You mean the gravitational field of a single atom? It's too tiny for is to know if GR models it correctly. Assuming it does, though, you'd need such incredibly precise measurements to detect the field that it's impossible to say how close you could go and still treat it as a point source.
Note that an atom is not gravitationally bound. Atoms are held together by strong forces in the nucleus and electromagnetic forces between the nucleus and electrons.
BeedS said:
Yes, I was thinking for external objects located outside the system, interacting with the system.
Basically, any system will look like a point source when you're far enough from it.
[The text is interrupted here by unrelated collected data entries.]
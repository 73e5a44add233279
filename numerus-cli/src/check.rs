use numerus::{Catalog, LoadOptions, placeholder::placeholder_signature};
use numerus_cli::{load_input, parse_input_spec};

/// Placeholder sets of every finished form that differ from the source's.
fn placeholder_mismatches(catalog: &Catalog) -> Vec<String> {
    let mut out = Vec::new();
    for entry in catalog.iter().filter(|e| e.finished) {
        let expected = placeholder_signature(&entry.source);
        for (index, form) in entry.forms.iter().enumerate() {
            let found = placeholder_signature(form);
            // a singular plural form may spell out the number ("a new token")
            if found == expected || (entry.is_plural && found.is_subset(&expected)) {
                continue;
            }
            out.push(format!(
                "{} [form {}]: placeholders {:?}, source has {:?}",
                entry.id, index, found, expected
            ));
        }
    }
    out
}

/// Loads each input and reports problems. Fails if any catalog failed to load.
pub fn run_check(inputs: &[String], options: &LoadOptions) -> Result<(), String> {
    let mut failed = 0usize;

    for input in inputs {
        let catalog = match parse_input_spec(input).and_then(|spec| load_input(&spec, options)) {
            Ok(catalog) => catalog,
            Err(e) => {
                println!("✗ {}", e);
                failed += 1;
                continue;
            }
        };

        let unfinished: Vec<&str> = catalog
            .iter()
            .filter(|e| !e.finished)
            .map(|e| e.id.as_str())
            .collect();
        let mismatches = placeholder_mismatches(&catalog);

        println!(
            "✓ {} [{}]: {} messages, {} unfinished",
            input,
            catalog.locale(),
            catalog.len(),
            unfinished.len()
        );
        for id in &unfinished {
            println!("  - unfinished: {}", id);
        }
        for mismatch in &mismatches {
            println!("  ! {}", mismatch);
        }
    }

    if failed > 0 {
        return Err(format!("{} of {} catalog(s) failed to load", failed, inputs.len()));
    }
    Ok(())
}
But what "far enough" means in practice depends on how precisely you're measuring. For a simple example, consider the case of the Sun, mass ##M_S## and distance ##R## away from you, and the Earth, mass ##M_E## and distance ##R+r## away from you. We'll have you, the Earth and the Sun in a straight line so we can be lazy about vectors and use Newtonian gravity, because that's valid way before pretending the Earth and Sun are a single point is valid.
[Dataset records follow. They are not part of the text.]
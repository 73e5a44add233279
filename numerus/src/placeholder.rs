//! Positional placeholder parsing and substitution.
//!
//! A marker is `%` followed by a run of ASCII digits (`%0`, `%1`, `%12`).
//! Markers bind to arguments by rank: the lowest distinct marker number takes
//! the first argument, the next one the second, and so on. A template numbered
//! from `%0` therefore reads `%N` as `args[N]`, and one numbered from `%1`
//! behaves the same way shifted by one.
//!
//! Substitution is a single left-to-right pass. Argument text is copied
//! verbatim and never re-scanned, so an argument containing `%1` stays as is.

use std::collections::BTreeSet;

/// One lexical piece of a template.
#[derive(Debug, Clone, Copy, PartialEq, Eq)]
enum Segment<'a> {
    Text(&'a str),
    Marker { number: usize, raw: &'a str },
}

/// Splits a template into literal text and markers.
///
/// Digit runs too long for `usize` are kept as text.
fn segments(template: &str) -> Vec<Segment<'_>> {
    let bytes = template.as_bytes();
    let mut out = Vec::new();
    let mut text_start = 0;
    let mut i = 0;

    while i < bytes.len() {
        if bytes[i] != b'%' {
            i += 1;
            continue;
        }
        let mut j = i + 1;
        while j < bytes.len() && bytes[j].is_ascii_digit() {
            j += 1;
        }
        if j == i + 1 {
            // lone '%'
            i += 1;
            continue;
        }
        let Ok(number) = template[i + 1..j].parse::<usize>() else {
            i = j;
            continue;
        };
        if text_start < i {
            out.push(Segment::Text(&template[text_start..i]));
        }
        out.push(Segment::Marker {
            number,
            raw: &template[i..j],
        });
        text_start = j;
        i = j;
    }

    if text_start < template.len() {
        out.push(Segment::Text(&template[text_start..]));
    }
    out
}

/// Result of a substitution together with the markers that had no argument.
#[derive(Debug, Clone, PartialEq, Eq)]
pub struct Substitution {
    pub text: String,
    /// Marker numbers left verbatim, ascending and without duplicates.
    pub unmatched: Vec<usize>,
}

impl Substitution {
    pub fn is_complete(&self) -> bool {
        self.unmatched.is_empty()
    }
}

/// Substitutes `args` into `template`.
///
/// ```
/// use numerus::placeholder::substitute;
/// assert_eq!(substitute("Code %1 of %2", &["3", "10"]), "Code 3 of 10");
/// assert_eq!(substitute("%0 unread", &[] as &[&str]), "%0 unread");
/// ```
pub fn substitute<S: AsRef<str>>(template: &str, args: &[S]) -> String {
    substitute_with_report(template, args).text
}

/// Like [`substitute`], also returning which markers stayed unmatched.
pub fn substitute_with_report<S: AsRef<str>>(template: &str, args: &[S]) -> Substitution {
    let segments = segments(template);
    let ranks: Vec<usize> = segments
        .iter()
        .filter_map(|segment| match segment {
            Segment::Marker { number, .. } => Some(*number),
            Segment::Text(_) => None,
        })
        .collect::<BTreeSet<_>>()
        .into_iter()
        .collect();

    let mut text = String::with_capacity(template.len());
    let mut unmatched = BTreeSet::new();
    for segment in segments {
        match segment {
            Segment::Text(literal) => text.push_str(literal),
            Segment::Marker { number, raw } => {
                // ranks is sorted and contains every marker number
                let rank = ranks.binary_search(&number).unwrap_or(usize::MAX);
                match args.get(rank) {
                    Some(arg) => text.push_str(arg.as_ref()),
                    None => {
                        text.push_str(raw);
                        unmatched.insert(number);
                    }
                }
            }
        }
    }

    Substitution {
        text,
        unmatched: unmatched.into_iter().collect(),
    }
}

/// Marker numbers in order of appearance, repeats included.
pub fn extract_placeholders(template: &str) -> Vec<usize> {
    segments(template)
        .into_iter()
        .filter_map(|segment| match segment {
            Segment::Marker { number, .. } => Some(number),
            Segment::Text(_) => None,
        })
        .collect()
}

/// The set of distinct marker numbers, for comparing a translation against
/// its source.
pub fn placeholder_signature(template: &str) -> BTreeSet<usize> {
    extract_placeholders(template).into_iter().collect()
}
The gravitational acceleration you feel is $$\begin{eqnarray*}
g&=&\frac{GM_S}R+\frac{GM_E}{R+r}\\
&=&\frac{GM_S}R+\frac{GM_E}{R}\frac{1}{1+r/R}\\
&=&\frac{GM_S}R+\frac{GM_E}{R}\left(1-\frac{r}{R}+\frac{r^2}{R^2}-\frac{r^3}{R^3}+\ldots\right)\\
&=&\frac{G(M_S+M_E)}R-\frac{GM_E}{R}\left(\frac{r}{R}-\frac{r^2}{R^2}+\frac{r^3}{R^3}-\ldots\right)
\end{eqnarray*}$$Whether you can detect the difference between that and ##G(M_S+M_E)/R^2## depends on whether the experiment you are doing is far enough away that your measurement error is bigger than that last term in the brackets - that is that your distance from the Sun, ##R##, is so much larger than the Earth-Sun distance, ##r##, that all those terms in the brackets are so nearly zero you don't care.